Page:Verne - Le Sphinx des Glaces, 1897.djvu/110

Cette page a été validée par deux contributeurs.
100
le sphinx des glaces

Aussi m’étonnais-je que le capitaine Len Guy ne m’eût pas de nouveau interpellé à ce sujet. Il est évident que les renseignements si formels déchiffrés sur le carnet de Patterson n’avaient point été fabriqués pour la circonstance, et j’aurais eu mauvaise grâce à ne pas reconnaître mon erreur.
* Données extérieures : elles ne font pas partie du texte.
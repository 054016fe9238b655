//! Generic operation dispatch over the capability probes.
//!
//! Each helper tries, in order: the native capability when advertised, the
//! [`MountPointFs`] indirection (recursing into the nested filesystem with
//! the remapped sub-path), then a generic fallback when one is
//! semantically sound. With none of those available the helper reports
//! `NotImplemented` wrapped with the operation's verb.

use std::sync::Arc;
use std::time::SystemTime;

use futures::future::BoxFuture;

use crate::error::{link_error, path_error, ErrorKind, Result};
use crate::fs::file::{self, File};
use crate::fs::{DirEntry, FileInfo, FileMode, Fs, OpenFlags};
use crate::path;
use crate::sub::SubDirFs;

fn route<'a>(fs: &'a dyn Fs, name: &str) -> Option<(Arc<dyn Fs>, String)> {
    fs.as_mount().map(|router| router.mount(name))
}

/// Opens `name` read-only.
pub async fn open(fs: &dyn Fs, name: &str) -> Result<Box<dyn File>> {
    if !path::valid(name) {
        return Err(path_error("open", name, ErrorKind::Invalid));
    }
    fs.open(name).await
}

/// Opens `name` with `flags`, creating with permissions `perm` when asked.
pub fn open_file<'a>(
    fs: &'a dyn Fs,
    name: &'a str,
    flags: OpenFlags,
    perm: FileMode,
) -> BoxFuture<'a, Result<Box<dyn File>>> {
    Box::pin(async move {
        if !path::valid(name) {
            return Err(path_error("open", name, ErrorKind::Invalid));
        }
        if let Some(capable) = fs.as_open_file() {
            return capable.open_file(name, flags, perm).await;
        }
        if let Some((inner, sub_path)) = route(fs, name) {
            return open_file(inner.as_ref(), &sub_path, flags, perm).await;
        }
        if flags == OpenFlags::READ_ONLY {
            return fs.open(name).await;
        }
        Err(path_error("open", name, ErrorKind::NotImplemented))
    })
}

/// Creates (or truncates) `name` for read-write access.
pub fn create<'a>(fs: &'a dyn Fs, name: &'a str) -> BoxFuture<'a, Result<Box<dyn File>>> {
    Box::pin(async move {
        if !path::valid(name) {
            return Err(path_error("create", name, ErrorKind::Invalid));
        }
        if let Some(capable) = fs.as_create() {
            return capable.create(name).await;
        }
        if let Some((inner, sub_path)) = route(fs, name) {
            return create(inner.as_ref(), &sub_path).await;
        }
        let flags = OpenFlags::READ_WRITE | OpenFlags::CREATE | OpenFlags::TRUNCATE;
        open_file(fs, name, flags, FileMode::new(0o666)).await
    })
}

/// Creates the directory `name`.
pub fn mkdir<'a>(fs: &'a dyn Fs, name: &'a str, perm: FileMode) -> BoxFuture<'a, Result<()>> {
    Box::pin(async move {
        if !path::valid(name) {
            return Err(path_error("mkdir", name, ErrorKind::Invalid));
        }
        if let Some(capable) = fs.as_mkdir() {
            return capable.mkdir(name, perm).await;
        }
        if let Some((inner, sub_path)) = route(fs, name) {
            return mkdir(inner.as_ref(), &sub_path, perm).await;
        }
        Err(path_error("mkdir", name, ErrorKind::NotImplemented))
    })
}

/// Creates every missing directory along `target`.
pub fn mkdir_all<'a>(fs: &'a dyn Fs, target: &'a str, perm: FileMode) -> BoxFuture<'a, Result<()>> {
    Box::pin(async move {
        if !path::valid(target) {
            return Err(path_error("mkdir", target, ErrorKind::Invalid));
        }
        if let Some(capable) = fs.as_mkdir_all() {
            return capable.mkdir_all(target, perm).await;
        }
        if let Some((inner, sub_path)) = route(fs, target) {
            return mkdir_all(inner.as_ref(), &sub_path, perm).await;
        }
        if target == path::ROOT {
            return Ok(());
        }
        for prefix in path::prefixes(target) {
            match mkdir(fs, prefix, perm).await {
                Ok(()) => {}
                Err(err) if err.is(ErrorKind::Exist) => {
                    let info = stat(fs, prefix).await?;
                    if !info.is_dir() {
                        return Err(path_error("mkdir", prefix, ErrorKind::NotDir));
                    }
                }
                Err(err) => return Err(err),
            }
        }
        Ok(())
    })
}

/// Lists the directory `name`.
pub fn read_dir<'a>(fs: &'a dyn Fs, name: &'a str) -> BoxFuture<'a, Result<Vec<DirEntry>>> {
    Box::pin(async move {
        if !path::valid(name) {
            return Err(path_error("readdir", name, ErrorKind::Invalid));
        }
        if let Some(capable) = fs.as_read_dir() {
            return capable.read_dir(name).await;
        }
        if let Some((inner, sub_path)) = route(fs, name) {
            return read_dir(inner.as_ref(), &sub_path).await;
        }
        let mut handle = fs.open(name).await?;
        let entries = file::read_dir(handle.as_mut(), -1).await;
        let _ = handle.close().await;
        entries.map_err(|err| err.with_path("readdir", name))
    })
}

/// Reads the whole contents of `name`.
pub fn read_file<'a>(fs: &'a dyn Fs, name: &'a str) -> BoxFuture<'a, Result<Vec<u8>>> {
    Box::pin(async move {
        if !path::valid(name) {
            return Err(path_error("open", name, ErrorKind::Invalid));
        }
        if let Some(capable) = fs.as_read_file() {
            return capable.read_file(name).await;
        }
        if let Some((inner, sub_path)) = route(fs, name) {
            return read_file(inner.as_ref(), &sub_path).await;
        }
        let mut handle = fs.open(name).await?;
        let mut out = Vec::new();
        let read = file::read_to_end(handle.as_mut(), &mut out).await;
        let _ = handle.close().await;
        read.map_err(|err| err.with_path("read", name))?;
        Ok(out)
    })
}

/// Metadata for `name`.
pub fn stat<'a>(fs: &'a dyn Fs, name: &'a str) -> BoxFuture<'a, Result<FileInfo>> {
    Box::pin(async move {
        if !path::valid(name) {
            return Err(path_error("stat", name, ErrorKind::Invalid));
        }
        if let Some(capable) = fs.as_stat() {
            return capable.stat(name).await;
        }
        if let Some((inner, sub_path)) = route(fs, name) {
            return stat(inner.as_ref(), &sub_path).await;
        }
        let mut handle = fs.open(name).await?;
        let info = handle.stat().await;
        let _ = handle.close().await;
        info.map_err(|err| err.with_path("stat", name))
    })
}

/// Metadata for `name` without following a trailing symlink.
pub fn lstat<'a>(fs: &'a dyn Fs, name: &'a str) -> BoxFuture<'a, Result<FileInfo>> {
    Box::pin(async move {
        if !path::valid(name) {
            return Err(path_error("lstat", name, ErrorKind::Invalid));
        }
        if let Some(capable) = fs.as_lstat() {
            return capable.lstat(name).await;
        }
        if let Some((inner, sub_path)) = route(fs, name) {
            return lstat(inner.as_ref(), &sub_path).await;
        }
        Err(path_error("lstat", name, ErrorKind::NotImplemented))
    })
}

/// `lstat`, falling back to `stat` where symlinks are not distinguished.
pub async fn lstat_or_stat(fs: &dyn Fs, name: &str) -> Result<FileInfo> {
    match lstat(fs, name).await {
        Err(err) if err.is(ErrorKind::NotImplemented) => stat(fs, name).await,
        other => other,
    }
}

/// Changes the permission bits of `name`.
pub fn chmod<'a>(fs: &'a dyn Fs, name: &'a str, mode: FileMode) -> BoxFuture<'a, Result<()>> {
    Box::pin(async move {
        if !path::valid(name) {
            return Err(path_error("chmod", name, ErrorKind::Invalid));
        }
        if let Some(capable) = fs.as_chmod() {
            return capable.chmod(name, mode).await;
        }
        if let Some((inner, sub_path)) = route(fs, name) {
            return chmod(inner.as_ref(), &sub_path, mode).await;
        }
        let mut handle = fs.open(name).await?;
        let outcome = file::chmod(handle.as_mut(), mode).await;
        let _ = handle.close().await;
        outcome
    })
}

/// Changes the ownership of `name`.
pub fn chown<'a>(fs: &'a dyn Fs, name: &'a str, uid: u32, gid: u32) -> BoxFuture<'a, Result<()>> {
    Box::pin(async move {
        if !path::valid(name) {
            return Err(path_error("chown", name, ErrorKind::Invalid));
        }
        if let Some(capable) = fs.as_chown() {
            return capable.chown(name, uid, gid).await;
        }
        if let Some((inner, sub_path)) = route(fs, name) {
            return chown(inner.as_ref(), &sub_path, uid, gid).await;
        }
        let mut handle = fs.open(name).await?;
        let outcome = file::chown(handle.as_mut(), uid, gid).await;
        let _ = handle.close().await;
        outcome
    })
}

/// Changes the timestamps of `name`.
pub fn chtimes<'a>(
    fs: &'a dyn Fs,
    name: &'a str,
    atime: Option<SystemTime>,
    mtime: Option<SystemTime>,
) -> BoxFuture<'a, Result<()>> {
    Box::pin(async move {
        if !path::valid(name) {
            return Err(path_error("chtimes", name, ErrorKind::Invalid));
        }
        if let Some(capable) = fs.as_chtimes() {
            return capable.chtimes(name, atime, mtime).await;
        }
        if let Some((inner, sub_path)) = route(fs, name) {
            return chtimes(inner.as_ref(), &sub_path, atime, mtime).await;
        }
        let mut handle = fs.open(name).await?;
        let outcome = file::chtimes(handle.as_mut(), atime, mtime).await;
        let _ = handle.close().await;
        outcome
    })
}

/// Removes the file or empty directory `name`.
pub fn remove<'a>(fs: &'a dyn Fs, name: &'a str) -> BoxFuture<'a, Result<()>> {
    Box::pin(async move {
        if !path::valid(name) {
            return Err(path_error("remove", name, ErrorKind::Invalid));
        }
        if let Some(capable) = fs.as_remove() {
            return capable.remove(name).await;
        }
        if let Some((inner, sub_path)) = route(fs, name) {
            return remove(inner.as_ref(), &sub_path).await;
        }
        Err(path_error("remove", name, ErrorKind::NotImplemented))
    })
}

/// Removes `name` and any children. A missing target is not an error.
pub fn remove_all<'a>(fs: &'a dyn Fs, name: &'a str) -> BoxFuture<'a, Result<()>> {
    Box::pin(async move {
        if !path::valid(name) {
            return Err(path_error("remove", name, ErrorKind::Invalid));
        }
        if let Some(capable) = fs.as_remove_all() {
            return capable.remove_all(name).await;
        }
        if let Some((inner, sub_path)) = route(fs, name) {
            return remove_all(inner.as_ref(), &sub_path).await;
        }
        let info = match stat(fs, name).await {
            Ok(info) => info,
            Err(err) if err.is(ErrorKind::NotExist) => return Ok(()),
            Err(err) => return Err(err),
        };
        if info.is_dir() {
            for entry in read_dir(fs, name).await? {
                let child = path::join(name, entry.name());
                remove_all(fs, &child).await?;
            }
        }
        remove(fs, name).await
    })
}

/// Renames `old` to `new` within one filesystem.
pub fn rename<'a>(fs: &'a dyn Fs, old: &'a str, new: &'a str) -> BoxFuture<'a, Result<()>> {
    Box::pin(async move {
        if !path::valid(old) || !path::valid(new) {
            return Err(link_error("rename", old, new, ErrorKind::Invalid));
        }
        if let Some(capable) = fs.as_rename() {
            return capable.rename(old, new).await;
        }
        if let (Some((old_fs, old_sub)), Some((new_fs, new_sub))) =
            (route(fs, old), route(fs, new))
        {
            // Cross-mount renames would need a copy; refuse them instead.
            if !Arc::ptr_eq(&old_fs, &new_fs) {
                return Err(link_error("rename", old, new, ErrorKind::Invalid));
            }
            return rename(old_fs.as_ref(), &old_sub, &new_sub).await;
        }
        Err(link_error("rename", old, new, ErrorKind::NotImplemented))
    })
}

/// Creates a symbolic link at `new` pointing at `old`.
pub fn symlink<'a>(fs: &'a dyn Fs, old: &'a str, new: &'a str) -> BoxFuture<'a, Result<()>> {
    Box::pin(async move {
        if !path::valid(new) {
            return Err(link_error("symlink", old, new, ErrorKind::Invalid));
        }
        if let Some(capable) = fs.as_symlink() {
            return capable.symlink(old, new).await;
        }
        if let Some((inner, sub_path)) = route(fs, new) {
            return symlink(inner.as_ref(), old, &sub_path).await;
        }
        Err(link_error("symlink", old, new, ErrorKind::NotImplemented))
    })
}

/// Derives a filesystem rooted at `dir`.
pub async fn sub(fs: Arc<dyn Fs>, dir: &str) -> Result<Arc<dyn Fs>> {
    if let Some(capable) = fs.as_sub() {
        return capable.sub(dir).await;
    }
    Ok(Arc::new(SubDirFs::new(fs, dir)?))
}

/// Resolves `name` through the mount capability, or to `fs` itself.
pub fn mount(fs: &Arc<dyn Fs>, name: &str) -> (Arc<dyn Fs>, String) {
    match fs.as_mount() {
        Some(router) => router.mount(name),
        None => (fs.clone(), name.to_owned()),
    }
}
Au surplus, si quelque hésitation me fut demeurée, un autre et irrécusable témoignage vint s’ajouter aux dires du second de la Jane.

Le lendemain du mouillage, j’avais débarqué à Ansiedlung, sur une belle plage de sable noirâtre. Je fis même cette réflexion qu’une telle plage n’eût point été déplacée à l’île Tsalal, où se rencontrait cette couleur de deuil, à l’exclusion de la couleur blanche qui causait aux insulaires de si violentes convulsions, suivies de prostration et de stupeur. Mais, en donnant pour certains ces effets extraordinaires, peut-être Arthur Pym avait-il été le jouet de quelque illusion ?… D’ailleurs, on saurait à quoi s’en tenir, si l’Halbrane arrivait jamais en vue de l’île Tsalal…

Je rencontrai l’ex-caporal Glass, — un homme vigoureux, bien conservé, de physionomie assez rusée, je dois en convenir, et dont les soixante ans n’avaient point amoindri l’intelligente vivacité. Indépendamment du commerce avec le Cap et les Falklands, il faisait un important trafic de peaux de phoques, d’huile d’éléphants marins, et ses affaires prospéraient.

Comme il paraissait très désireux de bavarder, ce gouverneur nommé par lui-même et reconnu par la petite colonie, j’entamai sans peine, dès notre première entrevue, une conversation qui devait être intéressante par plus d’un côté.

« Avez-vous souvent des navires en relâche à Tristan d’Acunha ? lui demandai-je.

— Tout autant qu’il nous en faut, monsieur, me répondit-il en se frottant les mains derrière le dos, — une habitude invétérée, paraît-il.

— Dans la belle saison ?… ajoutai-je.